Go up the stairs and follow the clock tower northeast, where a huge square opens up.

Praza da Quintana (east façade)

Guided tour of Santiago de Compostela cathedral
Praza da Quintana
This plaza takes its name from the quintana or burial ground that used to occupy this space until 1780, when the city’s public cemetery was moved outside the old town. Accordingly, the square is divided into Quintana de Vivos (“Quintana of the Living”) above the stairs and Quintana de Mortos (“Quintana of the Dead”), which takes up the greater part of the plaza and was where a huge necropolis was discovered in excavations carried out in 1964.

Praza da Quintana is dominated by the huge western wall of the Convent of San Paio de Antealtares, broken up by windows that, although covered in wrought-iron grating, hold flower planters that add color to an otherwise ascetic façade.
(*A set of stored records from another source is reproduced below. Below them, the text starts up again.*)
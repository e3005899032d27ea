use leptos::prelude::*;
use leptos_router::hooks::use_params_map;

use crate::catalog;
use crate::common::DownloadRejection;
use crate::frontend::components::DownloadDialog;
use crate::frontend::pages::NotFound;
use crate::models::{DownloadModal, DownloadPolicy, Project, ProjectCatalog, ProjectDetail};

#[component]
pub fn ProjectDetailPage() -> impl IntoView {
    let params = use_params_map();

    move || {
        let found = params.with(|p| {
            let catalog = p.get("catalog")?.parse::<ProjectCatalog>().ok()?;
            let id = p.get("id")?.parse::<u32>().ok()?;
            catalog::project(catalog, id).ok().map(|project| (catalog, project))
        });

        match found {
            Some((catalog, project)) => view! { <ProjectDetailView catalog project/> }.into_any(),
            None => view! { <NotFound/> }.into_any(),
        }
    }
}

#[component]
fn ProjectDetailView(catalog: ProjectCatalog, project: &'static Project) -> impl IntoView {
    let detail = catalog::project_detail(catalog, project.id);
    let modal = RwSignal::new(DownloadModal::Closed);

    let download = match (project.source_url, catalog.download_policy()) {
        (None, _) => None,
        (Some(url), DownloadPolicy::Open) => Some(
            view! {
                <a href=url rel="external" class="btn-primary px-6 py-3">"Download Source Code"</a>
            }
            .into_any(),
        ),
        (Some(_), DownloadPolicy::CodeRequired) => Some(
            view! {
                <button
                    type="button"
                    class="btn-primary px-6 py-3"
                    on:click=move |_| modal.set(DownloadModal::Open { project_id: project.id })
                >
                    "Download Source Code"
                </button>
            }
            .into_any(),
        ),
    };

    view! {
        <section class="py-12 px-6">
            <div class="max-w-4xl mx-auto">
                <a href=catalog.path() class="text-sm text-slate-500 hover:text-white">"← "{catalog.title()}</a>

                <header class="flex items-center gap-4 mt-4 mb-8">
                    <span class="text-5xl">{project.icon}</span>
                    <div>
                        <h1 class="text-4xl font-bold">{project.title}</h1>
                        <div class="flex gap-2 mt-2">
                            <span class=format!("px-2 py-1 rounded text-xs {}", project.difficulty.badge_class())>
                                {project.difficulty.label()}
                            </span>
                            {project.category.map(|c| view! {
                                <span class="px-2 py-1 rounded text-xs bg-slate-800 text-slate-300">{c}</span>
                            })}
                        </div>
                    </div>
                </header>

                <p class="text-lg text-slate-300 mb-4">{project.description}</p>
                {detail.map(|d| view! { <DetailOverview detail=d/> })}

                <div class="grid md:grid-cols-2 gap-8 my-10">
                    <div>
                        <h2 class="text-xl font-semibold mb-3">"Features"</h2>
                        <ul class="list-disc list-inside text-slate-300 space-y-1">
                            {project.features.iter().map(|f| view! { <li>{*f}</li> }).collect_view()}
                        </ul>
                    </div>
                    <div>
                        <h2 class="text-xl font-semibold mb-3">"Concepts"</h2>
                        <ul class="list-disc list-inside text-slate-300 space-y-1">
                            {project.concepts.iter().map(|c| view! { <li>{*c}</li> }).collect_view()}
                        </ul>
                    </div>
                </div>

                <div class="flex flex-wrap gap-2 mb-10">
                    {project
                        .technologies
                        .iter()
                        .map(|t| view! {
                            <span class="px-3 py-1 rounded-full text-sm bg-sky-500/10 text-sky-300">{*t}</span>
                        })
                        .collect_view()}
                </div>

                {detail.map(|d| view! { <DetailWalkthrough detail=d/> })}

                <div class="mt-10">{download}</div>
            </div>
        </section>

        <DownloadDialog catalog modal error=Signal::derive(|| None::<DownloadRejection>)/>
    }
}

#[component]
fn DetailOverview(detail: &'static ProjectDetail) -> impl IntoView {
    view! {
        <p class="text-slate-400 mb-4">{detail.overview}</p>
        <ul class="text-sm text-slate-400 space-y-1">
            {detail.highlights.iter().map(|h| view! { <li>"• "{*h}</li> }).collect_view()}
        </ul>
    }
}

/// Code excerpts, requirements and build steps
#[component]
fn DetailWalkthrough(detail: &'static ProjectDetail) -> impl IntoView {
    view! {
        {detail
            .implementation
            .iter()
            .map(|sample| view! {
                <div class="mb-8">
                    <h2 class="text-xl font-semibold mb-3">{sample.title}</h2>
                    <pre class="rounded-lg bg-slate-900 p-4 overflow-x-auto text-sm"><code>{sample.code}</code></pre>
                </div>
            })
            .collect_view()}

        {(!detail.requirements.is_empty()).then(|| view! {
            <h2 class="text-xl font-semibold mb-3">"Requirements"</h2>
            <ul class="list-disc list-inside text-slate-300 mb-8">
                {detail.requirements.iter().map(|r| view! { <li>{*r}</li> }).collect_view()}
            </ul>
        })}

        {(!detail.setup.is_empty()).then(|| view! {
            <h2 class="text-xl font-semibold mb-3">"Setup"</h2>
            <ol class="list-decimal list-inside text-slate-300 font-mono text-sm space-y-1">
                {detail.setup.iter().map(|s| view! { <li>{*s}</li> }).collect_view()}
            </ol>
        })}
    }
}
Founded a thousand years ago as a monastery to look after St. James’ tomb (hence the name Antealtares or “behind the altar”), Benedictine nuns moved in after their Benedictine brothers moved out in 1499.
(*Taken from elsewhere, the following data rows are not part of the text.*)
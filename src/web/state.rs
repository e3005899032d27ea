use std::sync::Arc;

use cs_courses::config::AppConfig;
use cs_courses::services::{AdminGate, DownloadGate, IdentityProvider};

use crate::web::security::RateLimiter;

#[derive(Clone)]
pub struct AppState {
    pub config: Arc<AppConfig>,
    pub gate: AdminGate,
    pub downloads: Arc<DownloadGate>,
    pub rate_limiter: Arc<RateLimiter>,
}

impl AppState {
    pub fn new(config: AppConfig, provider: Arc<dyn IdentityProvider>) -> Self {
        Self {
            gate: AdminGate::from_config(provider, &config),
            config: Arc::new(config),
            downloads: Arc::new(DownloadGate::new()),
            rate_limiter: Arc::new(RateLimiter::new()),
        }
    }
}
Domingo de Andrade, the same architect responsible for designing the cathedral’s clock tower, was also the main man who shaped the other three sides of this grand city square. The three walls that zig-zag across the cathedral’s east façade were put together to give a uniform look and feel to this side of the church, since it had become a helter-skelter collection of side-chapels bubbling out from the transept and apse.

Guided tour of Santiago de Compostela cathedral
Praza da Quintana
It may not be typical for churches to have an entrance at the back of the building, but this cathedral does: the Porta Santa or “Holy Door,” a decorated passageway that leads straight to Santiago’s crypt and which is only opened during Holy Years when July 25th (St. James’ feast day) falls on a Sunday. When the original Romanesque stone choir was taken out of the cathedral, many of the sculptures that had adorned the stalls were repurposed here around the Holy Door.
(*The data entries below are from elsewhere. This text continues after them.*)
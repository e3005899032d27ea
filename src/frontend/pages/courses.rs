use leptos::prelude::*;

use crate::catalog;
use crate::frontend::components::CourseCard;

#[component]
pub fn CoursesPage() -> impl IntoView {
    view! {
        <section class="py-12 px-6">
            <div class="max-w-6xl mx-auto">
                <h1 class="text-4xl font-bold mb-2">"Courses"</h1>
                <p class="text-slate-400 mb-10">"Choose a track to see its curriculum."</p>
                <div class="grid md:grid-cols-2 gap-6">
                    {catalog::courses()
                        .iter()
                        .map(|course| view! { <CourseCard course/> })
                        .collect_view()}
                </div>
            </div>
        </section>
    }
}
On the southern end of the plaza there’s the Casa da Conga, originally intended to be a residence for cathedral canons (the name conga doesn’t refer to the conga dance), is a quartet of stately Baroque houses that cafés, bars, and restaurants call home today.

The Casa da Parra closes out the plaza to the north. Called the “Vine House” because of the sculptures that decorate the exterior, its lower and upper doors are framed by heavy bunches of stone grapes.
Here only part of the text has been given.